Another favourite location of mine: the Kunst Haus Wien holds regular exhibitions, typically including two or three major events a year covering contemporary (green) themes.
These articles cover the headline exhibitions I’ve talked about here at Visiting Vienna, just to give you an idea of the general (high) quality you can expect.
(The Kunst Haus Wien: also home to the Hundertwasser Museum)
Mining Photography (2023)
Given the topic of photography and environmental and socioeconomic impacts, you might imagine a collection of shots of deforestation or queues outside unemployment offices. But Mining Photography was about photography and its impacts: a change of perspective.
So we learnt about the medium’s role in consumption of energy and other resources through time, along with such associated issues as worker conditions in mines. Contemporary art positions complemented the documentary displays.
Unseen Places (2022/2023)
A fascinating selection of photos by Gregor Sailer, who specialises in shots of those architectural locations the public rarely gets to see: the inaccessible, inhospitable, or rare.
The spectrum ranged from off-limit industrial complexes to arctic installations and Potemkin villages. Quite apart from the aesthetics, the photos encouraged you to ponder the associated socioeconomics, politics and environmental issues.
When the Wind Blows (2022)
Two dozen local and international artists offered their photographic and video perspectives on the meteorological phenomenon that is wind.
The works in the When the Wind Blows exhibition ranged from abstract studio pieces to photos documenting wind’s role in environmental change.
Susan Meiselas (2021-2022)
An exhibition dedicated to one of the great documentary photographers. The Susan Meiselas retrospective focused on particular photo series from five decades of work.
A notable highlight was the area dedicated to her Nicaraguan photojournalism, including the background story on THAT shot of a Sandinista revolutionary throwing a Molotov cocktail: the photo made it into Time’s Top 100 most influential images of all time.
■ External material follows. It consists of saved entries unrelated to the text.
impl<'p> Builder<'p> {
    pub fn new(provider: &'p mut dyn ReflectionProvider) -> Self {
        Self {
            provider,
            dispatcher: Dispatcher::new(),
            extra_converters: Vec::new(),
            handlers: SignalHandlers::new(),
            modules: HashMap::new(),
            objects: Objects::default(),
            deferred: Vec::new(),
            pending: Pending::default(),
            compilation: COMPILATIONS.fetch_add(1, Ordering::Relaxed),
            anonymous: 0,
        }
    }

    /// Add handlers; entries already present are replaced.
    pub fn with_handlers(mut self, handlers: SignalHandlers) -> Self {
        let mut merged = handlers;
        merged.merge_missing(&self.handlers);
        self.handlers = merged;
        self
    }

    pub fn with_handler<F>(mut self, name: impl Into<String>, handler: F) -> Self
    where
        F: Fn(InstanceId, &[Value]) + 'static,
    {
        self.handlers.insert(name, handler);
        self
    }

    /// Make `import <module.name()>` available to the source.
    pub fn with_module(mut self, module: Module) -> Self {
        self.modules.insert(module.name().to_string(), module);
        self
    }

    /// Converter for properties whose type is (or derives from) `type_name`,
    /// available without any import.
    pub fn with_converter<F>(mut self, type_name: impl Into<String>, converter: F) -> Self
    where
        F: Fn(&Coerce<'_>) -> Result<Coercion, BuildError> + 'static,
    {
        self.extra_converters.push((type_name.into(), Rc::new(converter)));
        self
    }

    /// Parse `src` and build it.
    pub fn compile(self, src: &str) -> Result<Objects, CompileError> {
        let ns = gml_syntax::parse(src)?;
        Ok(self.build(&ns)?)
    }

    /// Build every object of `ns`. On success the registry of named objects
    /// is returned; the instances themselves belong to the provider.
    pub fn build(mut self, ns: &Namespace) -> Result<Objects, BuildError> {
        for (type_name, converter) in std::mem::take(&mut self.extra_converters) {
            let ty = self.provider.type_from_name(&type_name)?;
            self.dispatcher.register_shared(ty, converter);
        }

        for import in &ns.imports {
            self.import(&import.module)?;
        }

        for decl in &ns.objects {
            self.construct(decl, None)?;
        }

        self.apply_deferred()?;

        debug!("compilation {} built {} objects", self.compilation, self.objects.len());
        Ok(self.objects)
    }

    // ── Imports ───────────────────────────────────────────────────────────

    fn import(&mut self, name: &str) -> Result<(), BuildError> {
        let module = self
            .modules
            .get(name)
            .cloned()
            .ok_or_else(|| BuildError::UnknownModule(name.to_string()))?;

        debug!("importing module {name}");
        self.handlers.merge_missing(module.handlers());
        for (type_name, converter) in module.converters() {
            let ty = self.provider.type_from_name(type_name)?;
            if self.dispatcher.has_converter(&ty) {
                debug!("module {name} replaces the converter for {ty}");
            }
            self.dispatcher.register_shared(ty, Rc::clone(converter));
        }
        Ok(())
    }

    // ── Pass 1 ────────────────────────────────────────────────────────────

    /// Construct `decl` and its subtree. Returns the instance and the child
    /// properties it declared, which the caller applies once it is attached.
    fn construct(
        &mut self,
        decl: &ObjectDecl,
        parent: Option<InstanceId>,
    ) -> Result<(InstanceId, Vec<ChildProperty>), BuildError> {
        let existing = match parent {
            Some(parent) if !decl.is_property_value => self.existing_slot(parent, &decl.type_name)?,
            _ => None,
        };
        let ty = match existing {
            Some(inst) => self.provider.type_of(inst)?,
            None => self.provider.type_from_name(&decl.type_name)?,
        };

        let mut resolved = Vec::new();
        let mut deferred = Vec::new();
        let mut child_props = Vec::new();

        for prop in &decl.properties {
            if prop.name == ID_PROPERTY || prop.name == CHILD_TYPE_PROPERTY {
                continue;
            }

            let operand = match &prop.value {
                PropertyValue::Literal(lit) => Operand::Literal(lit.clone()),
                PropertyValue::Object(nested) => Operand::Instance(self.construct_value(nested)?),
            };

            if let Some(name) = prop.child_property_name() {
                child_props.push(ChildProperty { name: name.to_string(), operand });
            } else if prop.is_dotted() {
                deferred.push((prop.name.clone(), operand));
            } else {
                let spec = self.provider.lookup_property_spec(&ty, &prop.name)?;
                match self.coerce(&spec, &operand)? {
                    Coercion::Resolved(value) => resolved.push((prop.name.clone(), value)),
                    Coercion::Deferred => {
                        trace!("deferring {}.{} = {}", decl.type_name, prop.name, operand.describe());
                        deferred.push((prop.name.clone(), operand));
                    }
                }
            }
        }

        for packing in decl.children.iter().filter(|c| c.type_name == PACKING_BLOCK) {
            for prop in &packing.properties {
                let name = prop.child_property_name().unwrap_or(&prop.name).to_string();
                let operand = match &prop.value {
                    PropertyValue::Literal(lit) => Operand::Literal(lit.clone()),
                    PropertyValue::Object(nested) => Operand::Instance(self.construct_value(nested)?),
                };
                child_props.push(ChildProperty { name, operand });
            }
        }

        if parent.is_none() {
            if let Some(orphan) = child_props.first() {
                return Err(BuildError::OrphanChildProperty {
                    type_name: decl.type_name.clone(),
                    property: orphan.name.clone(),
                });
            }
        }

        let inst = match existing {
            Some(inst) => {
                for (name, value) in resolved {
                    self.provider.set_property(inst, &name, value)?;
                }
                if let Some(id) = decl.id() {
                    self.objects.insert(id.to_string(), inst)?;
                }
                inst
            }
            None => {
                let inst = self.provider.instantiate(&ty, resolved)?;
                let name = match decl.id() {
                    Some(id) => id.to_string(),
                    None => self.anonymous_name(&decl.type_name),
                };
                self.objects.insert(name, inst)?;

                if let Some(parent) = parent {
                    if !decl.is_property_value {
                        self.provider.attach_child(parent, inst, decl.child_type())?;
                    }
                }
                inst
            }
        };
        debug!("constructed {} as {}", decl.type_name, inst);

        for signal in &decl.signals {
            let handler = self.handlers.get(&signal.handler).cloned().ok_or_else(|| {
                BuildError::UnregisteredHandler {
                    signal: signal.signal.clone(),
                    handler: signal.handler.clone(),
                }
            })?;
            self.provider.connect_signal(inst, &signal.signal, handler)?;
        }

        // queued before the children so that their references wait for these
        for (name, operand) in deferred {
            self.pending.insert(inst, &name);
            self.deferred.push(DeferredProperty { owner: inst, name, operand });
        }

        // Slots are configured on any object; new children need a container.
        let container = self.provider.is_container(inst);
        let mut skipped = 0;
        for child in decl.children.iter().filter(|c| c.type_name != PACKING_BLOCK) {
            if !container && self.existing_slot(inst, &child.type_name)?.is_none() {
                skipped += 1;
                continue;
            }
            let (child_inst, buffered) = self.construct(child, Some(inst))?;
            self.apply_child_properties(inst, child_inst, buffered)?;
        }
        if skipped > 0 {
            warn!("{} is not a container; skipped {skipped} child declaration(s)", decl.type_name);
        }

        Ok((inst, child_props))
    }

    /// An object declared as a property value: built without a structural
    /// parent.
    fn construct_value(&mut self, decl: &ObjectDecl) -> Result<InstanceId, BuildError> {
        let (inst, _) = self.construct(decl, None)?;
        Ok(inst)
    }

    /// The instance already held by an object-typed property of `parent`
    /// named `name`, if there is one.
    fn existing_slot(&self, parent: InstanceId, name: &str) -> Result<Option<InstanceId>, BuildError> {
        let ty = self.provider.type_of(parent)?;
        let Ok(spec) = self.provider.lookup_property_spec(&ty, name) else {
            return Ok(None);
        };
        if !self.provider.is_object_type(&spec.value_type) {
            return Ok(None);
        }
        Ok(self.provider.get_property(parent, name)?.as_object())
    }

    /// Set child properties through the parent, using the parent's specs.
    fn apply_child_properties(
        &mut self,
        parent: InstanceId,
        child: InstanceId,
        buffered: Vec<ChildProperty>,
    ) -> Result<(), BuildError> {
        if buffered.is_empty() {
            return Ok(());
        }

        let specs = self.provider.list_child_property_specs(parent)?;
        for prop in buffered {
            let Some(spec) = specs.iter().find(|s| s.name == prop.name) else {
                return Err(BuildError::UnknownProperty {
                    type_name: self.provider.type_of(parent)?.name().to_string(),
                    property: prop.name,
                });
            };
            match self.coerce(spec, &prop.operand)? {
                Coercion::Resolved(value) => {
                    self.provider.set_child_property(parent, child, &prop.name, value)?
                }
                Coercion::Deferred => {
                    return Err(BuildError::unresolved(&prop.name, &prop.operand.describe()));
                }
            }
        }
        Ok(())
    }

    fn coerce(&self, spec: &PropertySpec, operand: &Operand) -> Result<Coercion, BuildError> {
        self.dispatcher.coerce(&Coerce {
            spec,
            operand,
            provider: &*self.provider,
            objects: &self.objects,
            pending: &self.pending,
        })
    }

    /// Registry name for an object without an `id`. `#` cannot appear in a
    /// source identifier, so these never shadow a declared name.
    fn anonymous_name(&mut self, type_name: &str) -> String {
        self.anonymous += 1;
        format!("{type_name}#{}-{}", self.compilation, self.anonymous)
    }

    // ── Pass 2 ────────────────────────────────────────────────────────────

    /// Sweep the worklist until it is empty. An entry waiting on another is
    /// retried in the next sweep; a sweep that applies nothing leaves only
    /// entries that wait on each other or on nothing that will ever be set.
    fn apply_deferred(&mut self) -> Result<(), BuildError> {
        let mut queue = std::mem::take(&mut self.deferred);
        debug!("applying {} deferred properties", queue.len());

        let mut sweep = 0;
        while !queue.is_empty() {
            sweep += 1;
            let before = queue.len();
            let mut waiting = Vec::new();
            for prop in queue {
                match self.apply_deferred_property(&prop)? {
                    Step::Applied => self.pending.remove(prop.owner, &prop.name),
                    Step::Waiting => waiting.push(prop),
                }
            }
            if waiting.len() == before {
                return Err(waiting[0].unresolved());
            }
            trace!("sweep {sweep}: {} deferred properties still waiting", waiting.len());
            queue = waiting;
        }
        Ok(())
    }

    fn apply_deferred_property(&mut self, prop: &DeferredProperty) -> Result<Step, BuildError> {
        // `image.stock` waits while `image` itself is pending
        let mut prefix = prop.name.as_str();
        while let Some((head, _)) = prefix.rsplit_once('.') {
            if self.pending.contains(prop.owner, head) {
                return Ok(Step::Waiting);
            }
            prefix = head;
        }

        let (target, name) = self.navigate(prop.owner, &prop.name)?;

        let ty = self.provider.type_of(target)?;
        let spec = self.provider.lookup_property_spec(&ty, name)?;

        let value = if self.provider.is_object_type(&spec.value_type) {
            match self.resolve_object(prop)? {
                Some(value) => value,
                None => return Ok(Step::Waiting),
            }
        } else {
            match self.coerce(&spec, &prop.operand)? {
                Coercion::Resolved(value) => value,
                Coercion::Deferred => return Ok(Step::Waiting),
            }
        };

        trace!("applying deferred {} on {}", prop.name, target);
        self.provider.set_property(target, name, value)?;
        Ok(Step::Applied)
    }

    /// Follow `a.b.c` from `owner` through the object-typed properties `a`
    /// and `b`. Returns the instance holding `c`, and `c`.
    fn navigate<'n>(&self, owner: InstanceId, path: &'n str) -> Result<(InstanceId, &'n str), BuildError> {
        let Some((intermediate, last)) = path.rsplit_once('.') else {
            return Ok((owner, path));
        };

        let mut target = owner;
        for segment in intermediate.split('.') {
            let ty = self.provider.type_of(target)?;
            let spec = self.provider.lookup_property_spec(&ty, segment)?;
            if !self.provider.is_object_type(&spec.value_type) {
                return Err(BuildError::coercion(
                    path,
                    format!("`{segment}` of `{ty}` is not an object-typed property"),
                ));
            }
            target = self
                .provider
                .get_property(target, segment)?
                .as_object()
                .ok_or_else(|| BuildError::unresolved(path, segment))?;
        }
        Ok((target, last))
    }

    /// Value for an object-typed property: an inline object, or a name (or
    /// dotted path) into the registry. `None` while the path cannot be read.
    fn resolve_object(&self, prop: &DeferredProperty) -> Result<Option<Value>, BuildError> {
        match &prop.operand {
            Operand::Instance(inst) => Ok(Some(Value::Object(*inst))),
            Operand::Literal(Literal::Ident(reference)) => {
                match resolve_reference(&*self.provider, &self.objects, &self.pending, &prop.name, reference)? {
                    Some(value @ (Value::Object(_) | Value::Null)) => Ok(Some(value)),
                    Some(_) => Err(BuildError::coercion(
                        &prop.name,
                        format!("`{reference}` does not name an object"),
                    )),
                    None => Ok(None),
                }
            }
            other => Err(BuildError::coercion(
                &prop.name,
                format!("expected an object or a reference to one, found {}", other.describe()),
            )),
        }
    }
}
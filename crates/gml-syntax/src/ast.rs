// ── Literal ───────────────────────────────────────────────────────────────

/// A scalar property value as written in the source.
#[derive(Debug, Clone, PartialEq)]
pub enum Literal {
    /// Quoted string, still carrying its surrounding quotes: `"hello"`.
    Str(String),
    /// Numeric literal text: `32`, `-5`, `0.75`.
    Number(String),
    /// `true` or `false`.
    Bool(bool),
    /// Bare or dotted name: `automatic`, `b1.label`, `PolicyType.never`.
    Ident(String),
}

impl Literal {
    pub fn kind(&self) -> ValueKind {
        match self {
            Literal::Str(_) => ValueKind::String,
            Literal::Number(_) => ValueKind::Number,
            Literal::Bool(_) => ValueKind::Boolean,
            Literal::Ident(_) => ValueKind::Identifier,
        }
    }

    /// The literal as it appears in source.
    pub fn text(&self) -> &str {
        match self {
            Literal::Str(s) | Literal::Number(s) | Literal::Ident(s) => s,
            Literal::Bool(true) => "true",
            Literal::Bool(false) => "false",
        }
    }

    /// String content with the quotes removed. `None` for non-strings.
    pub fn unquoted(&self) -> Option<&str> {
        match self {
            Literal::Str(s) if s.len() >= 2 => Some(&s[1..s.len() - 1]),
            _ => None,
        }
    }
}

/// Classification of a property value, decided at parse time.
#[derive(Debug, Clone, Copy, PartialEq, Eq)]
pub enum ValueKind {
    String,
    Number,
    Boolean,
    Identifier,
    Object,
}

// ── PropertyDecl ──────────────────────────────────────────────────────────

#[derive(Debug, Clone, PartialEq)]
pub enum PropertyValue {
    Literal(Literal),
    /// `image: Image { stock: "edit" }`
    Object(Box<ObjectDecl>),
}

/// `name: value`, where `name` may be dotted (`image.pixel_size`) or carry
/// the child-property marker (`_expand`).
#[derive(Debug, Clone, PartialEq)]
pub struct PropertyDecl {
    pub name: String,
    pub value: PropertyValue,
}

impl PropertyDecl {
    pub fn kind(&self) -> ValueKind {
        match &self.value {
            PropertyValue::Literal(lit) => lit.kind(),
            PropertyValue::Object(_) => ValueKind::Object,
        }
    }

    pub fn is_dotted(&self) -> bool {
        self.name.contains('.')
    }

    /// The property name without the child-property marker, if it has one.
    pub fn child_property_name(&self) -> Option<&str> {
        self.name.strip_prefix(CHILD_PROPERTY_MARKER)
    }
}

/// Prefix marking a property that configures the parent/child relationship.
pub const CHILD_PROPERTY_MARKER: char = '_';

// ── SignalDecl ────────────────────────────────────────────────────────────

/// `clicked:: on_clicked`
#[derive(Debug, Clone, PartialEq)]
pub struct SignalDecl {
    pub signal: String,
    pub handler: String,
}

// ── ObjectDecl ────────────────────────────────────────────────────────────

/// A typed object declaration.
///
/// ```gml
/// Window {
///     id: main
///     title: "Hello"
///     destroy:: quit
///     Button { label: "OK" }
/// }
/// ```
#[derive(Debug, Clone, PartialEq)]
pub struct ObjectDecl {
    /// Type name, or the name of an object-typed property of the parent when
    /// the declaration configures an existing sub-object.
    pub type_name: String,
    /// Properties in source order, reserved names included.
    pub properties: Vec<PropertyDecl>,
    pub signals: Vec<SignalDecl>,
    pub children: Vec<ObjectDecl>,
    /// Set when the declaration is the value of a property rather than a
    /// structural child.
    pub is_property_value: bool,
}

impl ObjectDecl {
    pub fn new(type_name: impl Into<String>) -> Self {
        Self {
            type_name: type_name.into(),
            properties: Vec::new(),
            signals: Vec::new(),
            children: Vec::new(),
            is_property_value: false,
        }
    }

    /// Look up a property by name. The last declaration wins.
    pub fn property(&self, name: &str) -> Option<&PropertyDecl> {
        self.properties.iter().rev().find(|p| p.name == name)
    }

    /// The explicit `id`, if any. Quoted ids have their quotes stripped.
    pub fn id(&self) -> Option<&str> {
        self.reserved_text(ID_PROPERTY)
    }

    /// The `child_type` hint passed along when attaching to the parent.
    pub fn child_type(&self) -> Option<&str> {
        self.reserved_text(CHILD_TYPE_PROPERTY)
    }

    fn reserved_text(&self, name: &str) -> Option<&str> {
        match &self.property(name)?.value {
            PropertyValue::Literal(lit @ Literal::Str(_)) => lit.unquoted(),
            PropertyValue::Literal(lit) => Some(lit.text()),
            PropertyValue::Object(_) => None,
        }
    }
}

/// Reserved property naming the object in the registry.
pub const ID_PROPERTY: &str = "id";
/// Reserved property carrying the attach hint for the parent.
pub const CHILD_TYPE_PROPERTY: &str = "child_type";

// ── Namespace ─────────────────────────────────────────────────────────────

/// `import Toolkit`
#[derive(Debug, Clone, PartialEq)]
pub struct Import {
    pub module: String,
}

/// A parsed source file: imports and top-level objects in source order.
#[derive(Debug, Clone, PartialEq, Default)]
pub struct Namespace {
    pub imports: Vec<Import>,
    pub objects: Vec<ObjectDecl>,
}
(As an aside, Susan Meiselas herself took us around and her empathy and humanity left a big impression on me.)
Elfie Semotan (2021)
A rare example of an Austrian photographer achieving huge international acclaim. Elfie Semotan straddles the commercial and artistic world, though this retrospective focused on her work in the latter environment.
The Semotan exhibition featured around 160 photos split into themes and included, for example, her landscapes and portraits.
After us, the Flood (2020-2021)
An exhibition that gains in poignancy with each passing newspaper headline. The photographs in After us, the Flood illustrated and documented the growing environmental crisis, and reminded us of the pressing urgency for remedial action.
Numerous Austrian and international photographers contributed works that cut through the complexities of modern economic and environmental systems to present stark images: some desolate and dystopian, others showing beauty in despair. All offering a warning that those in charge will no doubt continue to ignore.
Alec Soth (2020)
A retrospective for a legendary photographer. The Alec Soth exhibition included several of his famous series produced during travels through the US and its communities.
We also got to see more recent work, such as the I Know How Furiously Your Heart Is Beating series, which offered a more eclectic mix than some of the older themed photographic journeys.
Street. Life. Photography (2019-2020)
Ah, the never-ending bucket of delights that is street photography.
Rather than take a commonplace chronological approach, though, the Street. Life. Photography exhibition placed works from a range of photographers, locations and times into five themed areas.
So we enjoyed classic motifs from the likes of Robert Frank and Diane Arbus alongside a new generation of street photographers. This allowed us to trace changes in techniques, as well as simply enjoy the variety of perspectives and creativity possible in this genre.